Dose adjustment of atenolol to the lower side is required for patients who have impaired renal function. The maximum allowable dosage for them:
- When CC from 15 to 35 ml / minute - 50 mg per day;
- When CC is less than 15 ml per minute - 50 mg every other day.
Patients on hemodialysis, the drug is prescribed 25-50 mg after each session of hemodialysis. It should be taken in a hospital under the supervision of a doctor, because There is a chance of lowering blood pressure.
Reviews of patients undergoing treatment with Atenolol indicate that this drug may have side effects, such as:
- Arrhythmia, marked reduction in blood pressure, bradycardia, impaired atrioventricular conduction, development of symptoms of chronic heart failure or exacerbation of existing ones, weakening of myocardial contractility, vasculitis, manifestations of angiospasm, chest pain, orthostatic hypotension;
- Dizziness, hallucinations, insomnia or drowsiness, slow reaction and ability to concentrate, depression, weakness, fatigue, anxiety, headache, confusion, nightmares, paresthesias in the extremities, muscle weakness, short-term memory loss, convulsions;
- Dry mouth, change in taste, nausea, abdominal pain, diarrhea or constipation, vomiting;
- Nasal congestion, bronchospasm, dyspnea, apnea;
- Visual impairment, soreness and dryness of the eyes, reduced tearing, conjunctivitis;
- Photosensitivity, dermatitis, skin flushing, urticaria, reversible alopecia, increased sweating, pruritus, urticaria, exacerbation of psoriasis;
- Thrombosis, aplastic anemia, platelet purpura;
- Hyperglycemia (in patients with non-insulin-dependent diabetes mellitus), hypoglycemia (in people receiving insulin), decreased libido and / or potency, hypothyroid states;
- Withdrawal syndrome, manifested by tachycardia, increased blood pressure, increased frequency of strokes, etc .;
- Thrombocytopenia, increased liver enzymes, leukopenia, agranulocytosis, hyperbilirubinemia.

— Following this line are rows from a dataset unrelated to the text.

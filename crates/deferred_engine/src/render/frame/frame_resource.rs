//! Per-frame GPU-visible storage and the frames-in-flight ring
//!
//! Each [`FrameResource`] owns one copy of every constant buffer and light list
//! the frame needs, laid out linearly in a single upload allocation. The CPU
//! writes exactly one frame resource per frame, round-robin, and only after the
//! GPU has finished the frame that last used it.

use std::marker::PhantomData;

use bytemuck::Pod;

use crate::config::RendererSettings;
use crate::render::api::{GpuAddress, GpuFence};
use crate::render::error::{RenderError, RenderResult};
use crate::render::frame::constants::{
    CascadeConstants, DirectionalLightConstants, LocalLightConstants, ObjectConstants,
    PassConstants, ShadowViewConstants,
};

/// Alignment of constant buffer views
pub const CONSTANT_BUFFER_ALIGNMENT: u64 = 256;

fn align_up(value: u64, alignment: u64) -> u64 {
    (value + alignment - 1) / alignment * alignment
}

/// Typed, index-addressed window into a frame's upload memory
///
/// Constant buffers pad every element to [`CONSTANT_BUFFER_ALIGNMENT`] so each
/// element can be bound on its own; structured lists are tightly packed.
#[derive(Debug)]
pub struct UploadBuffer<T: Pod> {
    name: &'static str,
    base: GpuAddress,
    offset: u64,
    stride: u64,
    capacity: usize,
    staging: Vec<u8>,
    _marker: PhantomData<T>,
}

impl<T: Pod> UploadBuffer<T> {
    /// Create a buffer of `capacity` elements at `offset` bytes past `base`
    pub fn new(
        name: &'static str,
        base: GpuAddress,
        offset: u64,
        capacity: usize,
        is_constant_buffer: bool,
    ) -> Self {
        let element = std::mem::size_of::<T>() as u64;
        let stride = if is_constant_buffer {
            align_up(element, CONSTANT_BUFFER_ALIGNMENT)
        } else {
            element
        };
        Self {
            name,
            base,
            offset,
            stride,
            capacity,
            staging: vec![0; (stride * capacity as u64) as usize],
            _marker: PhantomData,
        }
    }

    /// Copy one element into slot `index`
    pub fn copy_element(&mut self, index: usize, value: &T) -> RenderResult<()> {
        self.check_index(index)?;
        let start = index * self.stride as usize;
        let bytes = bytemuck::bytes_of(value);
        self.staging[start..start + bytes.len()].copy_from_slice(bytes);
        Ok(())
    }

    /// GPU address of slot `index`
    pub fn gpu_address(&self, index: usize) -> RenderResult<GpuAddress> {
        self.check_index(index)?;
        Ok(self.base.offset(self.offset + index as u64 * self.stride))
    }

    /// GPU address of the first element
    pub fn base_address(&self) -> GpuAddress {
        self.base.offset(self.offset)
    }

    /// Staged value of slot `index`, for backends and diagnostics
    pub fn staged_element(&self, index: usize) -> Option<T> {
        if index >= self.capacity {
            return None;
        }
        let start = index * self.stride as usize;
        let size = std::mem::size_of::<T>();
        Some(bytemuck::pod_read_unaligned(&self.staging[start..start + size]))
    }

    /// Raw staged bytes
    pub fn bytes(&self) -> &[u8] {
        &self.staging
    }

    /// Element capacity
    pub fn capacity(&self) -> usize {
        self.capacity
    }

    /// Byte distance between elements
    pub fn stride(&self) -> u64 {
        self.stride
    }

    /// Total size in bytes
    pub fn size_bytes(&self) -> u64 {
        self.staging.len() as u64
    }

    /// Semantic name
    pub fn name(&self) -> &'static str {
        self.name
    }

    /// Description of the region for a backend uploader
    pub fn region(&self) -> BufferRegion {
        BufferRegion {
            name: self.name,
            offset: self.offset,
            size: self.size_bytes(),
        }
    }

    fn check_index(&self, index: usize) -> RenderResult<()> {
        if index >= self.capacity {
            return Err(RenderError::BufferIndexOutOfRange {
                buffer: self.name,
                index,
                capacity: self.capacity,
            });
        }
        Ok(())
    }
}

/// Location of one named region inside a frame's upload allocation
#[derive(Debug, Clone, Copy, PartialEq, Eq)]
pub struct BufferRegion {
    /// Semantic name
    pub name: &'static str,
    /// Byte offset from the frame's base address
    pub offset: u64,
    /// Size in bytes
    pub size: u64,
}

struct RegionLayout {
    base: GpuAddress,
    cursor: u64,
}

impl RegionLayout {
    fn buffer<T: Pod>(
        &mut self,
        name: &'static str,
        capacity: usize,
        is_constant_buffer: bool,
    ) -> UploadBuffer<T> {
        let buffer = UploadBuffer::new(name, self.base, self.cursor, capacity, is_constant_buffer);
        self.cursor = align_up(self.cursor + buffer.size_bytes(), CONSTANT_BUFFER_ALIGNMENT);
        buffer
    }
}

/// All per-frame GPU-visible storage for one in-flight frame
#[derive(Debug)]
pub struct FrameResource {
    /// Camera constants
    pub pass: UploadBuffer<PassConstants>,
    /// Per-object constants indexed by object constant slot
    pub objects: UploadBuffer<ObjectConstants>,
    /// Sun constants
    pub directional_light: UploadBuffer<DirectionalLightConstants>,
    /// Local light array indexed by light slot
    pub local_lights: UploadBuffer<LocalLightConstants>,
    /// Light slots whose volume contains the camera
    pub containing_light_indices: UploadBuffer<u32>,
    /// Light slots inside the camera frustum
    pub inside_light_indices: UploadBuffer<u32>,
    /// Cascade shadow constants
    pub cascades: UploadBuffer<CascadeConstants>,
    /// Per shadow view constants, indexed by shadow atlas layer
    pub shadow_views: UploadBuffer<ShadowViewConstants>,
    base: GpuAddress,
    size: u64,
    fence_value: u64,
}

impl FrameResource {
    /// Lay out every region linearly from `base`
    pub fn new(base: GpuAddress, settings: &RendererSettings) -> Self {
        let cascade_count = settings.shadows.cascade_count;
        let lights = settings.max_local_lights;
        let mut layout = RegionLayout { base, cursor: 0 };

        let pass = layout.buffer("pass constants", 1, true);
        let objects = layout.buffer("object constants", settings.max_objects, true);
        let directional_light = layout.buffer("directional light constants", 1, true);
        let local_lights = layout.buffer("local light array", lights, true);
        let containing_light_indices = layout.buffer("containing light index list", lights, false);
        let inside_light_indices = layout.buffer("inside light index list", lights, false);
        let cascades = layout.buffer("cascade shadow constants", cascade_count, false);
        let shadow_views = layout.buffer("shadow view constants", cascade_count + lights, true);

        Self {
            pass,
            objects,
            directional_light,
            local_lights,
            containing_light_indices,
            inside_light_indices,
            cascades,
            shadow_views,
            base,
            size: layout.cursor,
            fence_value: 0,
        }
    }

    /// Every region, in layout order
    pub fn regions(&self) -> Vec<BufferRegion> {
        vec![
            self.pass.region(),
            self.objects.region(),
            self.directional_light.region(),
            self.local_lights.region(),
            self.containing_light_indices.region(),
            self.inside_light_indices.region(),
            self.cascades.region(),
            self.shadow_views.region(),
        ]
    }

    /// Base address of the frame's allocation
    pub fn base_address(&self) -> GpuAddress {
        self.base
    }

    /// Total bytes of the frame's allocation
    pub fn size_bytes(&self) -> u64 {
        self.size
    }

    /// Fence value the GPU signals once it is done with this frame
    pub fn fence_value(&self) -> u64 {
        self.fence_value
    }
}

/// Round-robin ring of frame resources
#[derive(Debug)]
pub struct FrameRing {
    frames: Vec<FrameResource>,
    current: usize,
    frame_number: u64,
    last_signalled: u64,
}

impl FrameRing {
    /// Create `settings.frames_in_flight` frames packed after `base`
    pub fn new(base: GpuAddress, settings: &RendererSettings) -> Self {
        let mut frames = Vec::with_capacity(settings.frames_in_flight);
        let mut address = base;
        for _ in 0..settings.frames_in_flight {
            let frame = FrameResource::new(address, settings);
            address = address.offset(frame.size_bytes());
            frames.push(frame);
        }
        log::info!(
            "Frame ring: {} frames, {} bytes each",
            frames.len(),
            frames.first().map_or(0, FrameResource::size_bytes)
        );
        Self {
            frames,
            current: 0,
            frame_number: 0,
            last_signalled: 0,
        }
    }

    /// Ring depth
    pub fn depth(&self) -> usize {
        self.frames.len()
    }

    /// Index of the frame being recorded
    pub fn current_index(&self) -> usize {
        self.current
    }

    /// Frames begun so far
    pub fn frame_number(&self) -> u64 {
        self.frame_number
    }

    /// The frame being recorded
    pub fn current(&self) -> &FrameResource {
        &self.frames[self.current]
    }

    /// The frame being recorded, mutably
    pub fn current_mut(&mut self) -> &mut FrameResource {
        &mut self.frames[self.current]
    }

    /// Every frame in ring order
    pub fn frames(&self) -> &[FrameResource] {
        &self.frames
    }

    /// Advance to the next slot, blocking until the GPU has released it
    pub fn begin_frame(&mut self, fence: &mut dyn GpuFence) -> RenderResult<usize> {
        self.current = (self.frame_number % self.frames.len() as u64) as usize;
        self.frame_number += 1;

        let pending = self.frames[self.current].fence_value;
        if pending != 0 && fence.completed_value()? < pending {
            log::trace!("Frame slot {} waiting for fence {}", self.current, pending);
            fence.wait_for_value(pending)?;
        }
        Ok(self.current)
    }

    /// Signal a fresh fence value for the frame just submitted
    pub fn end_frame(&mut self, fence: &mut dyn GpuFence) -> RenderResult<()> {
        self.last_signalled += 1;
        fence.signal(self.last_signalled)?;
        self.frames[self.current].fence_value = self.last_signalled;
        Ok(())
    }

    /// Wait until the GPU is idle with respect to every submitted frame
    pub fn flush(&mut self, fence: &mut dyn GpuFence) -> RenderResult<()> {
        if self.last_signalled != 0 {
            fence.wait_for_value(self.last_signalled)?;
        }
        Ok(())
    }
}

#[cfg(test)]
mod tests {
    use super::*;
    use crate::render::api::HostFence;

    fn settings() -> RendererSettings {
        RendererSettings {
            max_objects: 4,
            max_local_lights: 2,
            ..Default::default()
        }
    }

    #[test]
    fn test_constant_elements_are_256_aligned() {
        let frame = FrameResource::new(GpuAddress(0x1000), &settings());
        assert_eq!(frame.objects.stride(), 256);
        for region in frame.regions() {
            assert_eq!(region.offset % CONSTANT_BUFFER_ALIGNMENT, 0, "{}", region.name);
        }
        let a = frame.objects.gpu_address(0).unwrap();
        let b = frame.objects.gpu_address(1).unwrap();
        assert_eq!(b.0 - a.0, 256);
        assert_eq!(frame.containing_light_indices.stride(), 4);
    }

    #[test]
    fn test_regions_do_not_overlap() {
        let frame = FrameResource::new(GpuAddress(0), &settings());
        let regions = frame.regions();
        for pair in regions.windows(2) {
            assert!(pair[0].offset + pair[0].size <= pair[1].offset);
        }
        let last = regions.last().unwrap();
        assert!(last.offset + last.size <= frame.size_bytes());
    }

    #[test]
    fn test_copy_element_out_of_range() {
        let mut frame = FrameResource::new(GpuAddress(0), &settings());
        frame.inside_light_indices.copy_element(1, &7).unwrap();
        assert_eq!(frame.inside_light_indices.staged_element(1), Some(7));
        assert_eq!(
            frame.inside_light_indices.copy_element(2, &7),
            Err(RenderError::BufferIndexOutOfRange {
                buffer: "inside light index list",
                index: 2,
                capacity: 2
            })
        );
    }

    #[test]
    fn test_ring_waits_only_when_gpu_is_behind() {
        let mut ring = FrameRing::new(GpuAddress(0), &settings());
        let mut fence = HostFence::new();

        // Fill all three slots without the GPU finishing anything
        for expected in 0..3 {
            assert_eq!(ring.begin_frame(&mut fence).unwrap(), expected);
            ring.end_frame(&mut fence).unwrap();
        }
        assert_eq!(fence.wait_count(), 0);

        // GPU finished frame 1: slot 0 is free
        fence.retire_up_to(1);
        assert_eq!(ring.begin_frame(&mut fence).unwrap(), 0);
        ring.end_frame(&mut fence).unwrap();
        assert_eq!(fence.wait_count(), 0);

        // Slot 1 still in use by fence value 2
        assert_eq!(ring.begin_frame(&mut fence).unwrap(), 1);
        assert_eq!(fence.wait_count(), 1);
        ring.end_frame(&mut fence).unwrap();

        ring.flush(&mut fence).unwrap();
        assert_eq!(fence.completed_value().unwrap(), fence.last_signalled());
    }

    #[test]
    fn test_frames_have_disjoint_addresses() {
        let ring = FrameRing::new(GpuAddress(0), &settings());
        let frames = ring.frames();
        assert_eq!(
            frames[1].base_address().0,
            frames[0].base_address().0 + frames[0].size_bytes()
        );
    }
}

When using Atenolol during pregnancy are possible:
- Fetal growth retardation.
Analogues of Atenolol are:
- According to the active substance: Betakard, Vero-Atenolol, Atenolol-Teva;
- On the mechanism of action: Aritel, Betak, Bidop, Bisogamma, Bisoprolol, Vazokardin, Konkor, Korvitol, Kordanum, Lokren, Metocard, Metoprolol, Nebivator, Nebikor, Serdol, Tyrese, Egilok S, etc.
Terms and conditions of storage
Atenolol is a prescription drug. Its shelf life is 2 years. Storage rules - dry, cool, protected from the sun place.